VENEZUELA / El líder del Zulia, Manuel Rosales Guerrero recorrió este jueves la parroquia Alonso de Ojeda del municipio Lagunillas, localidad que a su juicio «está sumida en el atraso gracias a la desidia y abandono del régimen y sus representantes». 

Señaló que «la responsabilidad y negligencia del régimen y los destructores del Zulia es intransferible, no hay manera de ocultar actos como la expropiación aún vigente de muelles y más de 70 contratistas privadas que eran una fuente de desarrollo, empleo y producción».

Manuel Rosales: "Desde los municipios y regiones se construirá el cambio del país"

Detalló «hoy vemos con dolor la sedimentación de los atracaderos, lanchas, barcazas, gabarras y otros equipos oxidados y hundidos en esos muelles. La gente está abrumada, cansada de ofensas y violencia. El régimen fracasó en todas las instancias, causaron daños irreparables en municipios pujantes como Lagunillas».

Por ello es fundamental para la reconstrucción de Venezuela y el Zulia, retomar el modelo de descentralización que en su momento cambió el destino de Venezuela, así como la reivindicación del sector privado e industrial. No hay desarrollo, ni empleo digno sin la participación y fortalecimiento del sector privado».

Continuó: «Es por ello que seguimos en la calle acompañando a la gente porque nuestro compromiso es con el país, con el Zulia, con cada familia venezolana. El cambio y la reconstrucción del país pasa por la  recuperación de la familia hoy desarticulada por la desidia y abandono de estos malos gobernantes».

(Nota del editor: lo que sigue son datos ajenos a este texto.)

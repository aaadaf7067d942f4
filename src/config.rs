//! Strongly-typed configuration for the onboarding harness.
//!
//! Configuration is resolved exactly once at the entry point, either from
//! defaults, from environment variables (with optional `.env` support), or by
//! merging explicit overrides. Flows and actions receive plain values from the
//! resolved [`HarnessConfig`] and never read the environment themselves.

use std::env;
use std::fmt;
use std::num::ParseIntError;
use std::path::PathBuf;
use std::sync::Arc;

use dotenvy::dotenv;
use serde::de::{Deserialize, Deserializer, Error as DeError};
use serde::ser::{Serialize, Serializer};
use serde::{Deserialize as DeriveDeserialize, Serialize as DeriveSerialize};
use thiserror::Error;

pub const DEFAULT_APP_URL: &str = "https://app.st4ge.com";
pub const DEFAULT_CDM_URL: &str = "https://cdm.st4ge.com/";
pub const DEFAULT_VERIFY_ID: &str = "8207106197083";
pub const DEFAULT_SIGNUP_DONE_PATTERN: &str = r"(?i)verification submitted|pending review";
pub const DEFAULT_HOME_SCREEN_PATTERN: &str = r"(?i)personalise my products|start earning";

/// Shared logger callback signature used by the configuration.
pub type LoggerCallback = Arc<dyn Fn(&str) + Send + Sync + 'static>;

/// Verbosity level for harness logging.
#[derive(Debug, Clone, Copy, PartialEq, Eq)]
pub enum Verbosity {
    Minimal,
    Medium,
    Detailed,
}

impl Verbosity {
    pub(crate) fn as_u8(self) -> u8 {
        match self {
            Verbosity::Minimal => 0,
            Verbosity::Medium => 1,
            Verbosity::Detailed => 2,
        }
    }

    pub(crate) fn from_u8(value: u8) -> Option<Self> {
        match value {
            0 => Some(Verbosity::Minimal),
            1 => Some(Verbosity::Medium),
            2 => Some(Verbosity::Detailed),
            _ => None,
        }
    }
}

impl Default for Verbosity {
    fn default() -> Self {
        Verbosity::Medium
    }
}

impl Serialize for Verbosity {
    fn serialize<S>(&self, serializer: S) -> Result<S::Ok, S::Error>
    where
        S: Serializer,
    {
        serializer.serialize_u8(self.as_u8())
    }
}

impl<'de> Deserialize<'de> for Verbosity {
    fn deserialize<D>(deserializer: D) -> Result<Self, D::Error>
    where
        D: Deserializer<'de>,
    {
        let value = u8::deserialize(deserializer)?;
        Verbosity::from_u8(value).ok_or_else(|| {
            DeError::custom(format!(
                "invalid verbosity value {value}; expected 0, 1, or 2"
            ))
        })
    }
}

/// Identity document offered on the KYC document-type screen.
#[derive(Debug, Clone, Copy, PartialEq, Eq, DeriveSerialize, DeriveDeserialize)]
#[serde(rename_all = "snake_case")]
pub enum IdDocumentType {
    IdCard,
    GreenBook,
}

impl Default for IdDocumentType {
    fn default() -> Self {
        IdDocumentType::IdCard
    }
}

impl IdDocumentType {
    fn parse(value: &str) -> Option<Self> {
        match value.trim().to_ascii_lowercase().as_str() {
            "id_card" | "idcard" | "card" => Some(IdDocumentType::IdCard),
            "green_book" | "greenbook" | "book" => Some(IdDocumentType::GreenBook),
            _ => None,
        }
    }

    /// Button captions that select this document type.
    pub fn captions(self) -> &'static [&'static str] {
        match self {
            IdDocumentType::IdCard => &["ID Card", "Smart ID Card", "ID card"],
            IdDocumentType::GreenBook => &["Green ID Book", "ID Book", "Green Book"],
        }
    }
}

/// Monthly income bracket answered during personalisation.
#[derive(Debug, Clone, Copy, PartialEq, Eq, DeriveSerialize, DeriveDeserialize)]
#[serde(rename_all = "snake_case")]
pub enum IncomeBand {
    Lowest,
    Mid,
    Highest,
}

impl Default for IncomeBand {
    fn default() -> Self {
        IncomeBand::Highest
    }
}

impl IncomeBand {
    fn parse(value: &str) -> Option<Self> {
        match value.trim().to_ascii_lowercase().as_str() {
            "lowest" | "low" => Some(IncomeBand::Lowest),
            "mid" | "middle" => Some(IncomeBand::Mid),
            "highest" | "high" => Some(IncomeBand::Highest),
            _ => None,
        }
    }

    pub fn caption(self) -> &'static str {
        match self {
            IncomeBand::Lowest => "R 0 - R 10000",
            IncomeBand::Mid => "R 15000 - R 25000",
            IncomeBand::Highest => "R 25000+",
        }
    }
}

/// Tax residency answered during personalisation.
#[derive(Debug, Clone, Copy, PartialEq, Eq, DeriveSerialize, DeriveDeserialize)]
#[serde(rename_all = "snake_case")]
pub enum TaxRegion {
    SaOnly,
    SaAndOther,
}

impl Default for TaxRegion {
    fn default() -> Self {
        TaxRegion::SaOnly
    }
}

impl TaxRegion {
    fn parse(value: &str) -> Option<Self> {
        match value.trim().to_ascii_lowercase().as_str() {
            "sa_only" | "sa" | "south_africa" => Some(TaxRegion::SaOnly),
            "sa_and_other" | "other" | "both" => Some(TaxRegion::SaAndOther),
            _ => None,
        }
    }

    pub fn caption(self) -> &'static str {
        match self {
            TaxRegion::SaOnly => "South Africa Only",
            TaxRegion::SaAndOther => "South Africa and Other",
        }
    }
}
//! In-memory page double for action-layer tests.
//!
//! Elements declare which selectors they answer to, what text they carry and
//! how their value reacts to each write channel, so tests can model
//! components that ignore some input paths, auto-format values, or only
//! become clickable after a few polls.

use std::collections::HashMap;
use std::path::PathBuf;
use std::sync::{Arc, Mutex, MutexGuard};
use std::time::Duration;

use async_trait::async_trait;
use serde_json::Value as JsonValue;

use super::{ClickMethod, ElementHandle, ElementState, PageDriver, ValueDispatch};
use crate::actions::target::LocatorStrategy;
use crate::error::DriverError;

pub(crate) type Reaction = Arc<dyn Fn(&mut FakeDom) + Send + Sync>;

#[derive(Debug, Clone, Copy, PartialEq, Eq)]
pub(crate) enum WriteChannel {
    Keystrokes,
    Fill,
    SelectAllRetype,
    NativeEvents,
}

const ALL_CHANNELS: [WriteChannel; 4] = [
    WriteChannel::Keystrokes,
    WriteChannel::Fill,
    WriteChannel::SelectAllRetype,
    WriteChannel::NativeEvents,
];

#[derive(Clone)]
pub(crate) struct InputModel {
    accepts: Vec<WriteChannel>,
    formatter: Option<fn(&str) -> String>,
    admits: Option<fn(&str) -> bool>,
    max_length: Option<usize>,
    selected: bool,
}

impl InputModel {
    pub fn plain() -> Self {
        Self::accepting(&ALL_CHANNELS)
    }

    pub fn accepting(channels: &[WriteChannel]) -> Self {
        InputModel {
            accepts: channels.to_vec(),
            formatter: None,
            admits: None,
            max_length: None,
            selected: false,
        }
    }

    pub fn formatted(mut self, formatter: fn(&str) -> String) -> Self {
        self.formatter = Some(formatter);
        self
    }

    /// Drop any write whose raw value fails `admits`.
    pub fn admitting(mut self, admits: fn(&str) -> bool) -> Self {
        self.admits = Some(admits);
        self
    }

    pub fn max_length(mut self, max: usize) -> Self {
        self.max_length = Some(max);
        self
    }

    fn accepts(&self, channel: WriteChannel) -> bool {
        self.accepts.contains(&channel)
    }

    fn apply(&self, raw: &str) -> Option<String> {
        if self.admits.is_some_and(|admits| !admits(raw)) {
            return None;
        }
        let clamped: String = match self.max_length {
            Some(max) => raw.chars().take(max).collect(),
            None => raw.to_string(),
        };
        Some(match self.formatter {
            Some(format) => format(&clamped),
            None => clamped,
        })
    }
}

#[derive(Clone)]
pub(crate) struct FakeElement {
    pub key: String,
    pub parent: Option<String>,
    pub role: Option<String>,
    pub name: Option<String>,
    pub text: String,
    pub css: Vec<String>,
    pub contains: Vec<(String, String)>,
    pub attrs: HashMap<String, String>,
    pub value: String,
    pub input: Option<InputModel>,
    pub states: Vec<ElementState>,
    pub checked: bool,
    pub options: Vec<(String, String)>,
    pub files: Vec<PathBuf>,
    pub failing_clicks: Vec<ClickMethod>,
}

Servicios básicos en ruinas

El exgobernador de la entidad dijo que la situación de los servicios públicos es un drama que se extiende a todos los municipios y parroquias del Zulia causando sufrimiento, calamidad y zozobra en la población.

Detalló que en el caso del municipio Lagunillas destaca el colapso de las estaciones de bombeo de aguas servidas, que a su juicio ha causado gran deterioro a todo el sistema de colectores.

Agregó que la Costa Oriental no escapa al caos en el suministro de agua potable. «Aun teniendo las represas Burro Negro y Machango, la distribución del agua desde la estación de bombeo COPAIBA,  está igualita, sin cambio, sin modernidad, sin monitoreo, y la gente sufriendo por un servicio paupérrimo».

Agregó que «la seguridad en el Zulia es otra calamidad debido al abandono y falta de inversión en equipos y tecnologías que impulsen de manera eficaz las labores policiales. 

Asimismo, el ex mandatario regional señaló que «igual pasa con la estructura hospitalaria, financiera, universitaria y vial. Todo está desmantelado y en precarias condiciones. Lo que un día fue motivo de orgullo hoy es tristeza y abandono».

Concluyó asegurando que «nuestro deber es continuar trabajando de la mano con la gente en la construcción de alternativas para encauzar el sentir del pueblo hacia el cambio definitivo de Venezuela».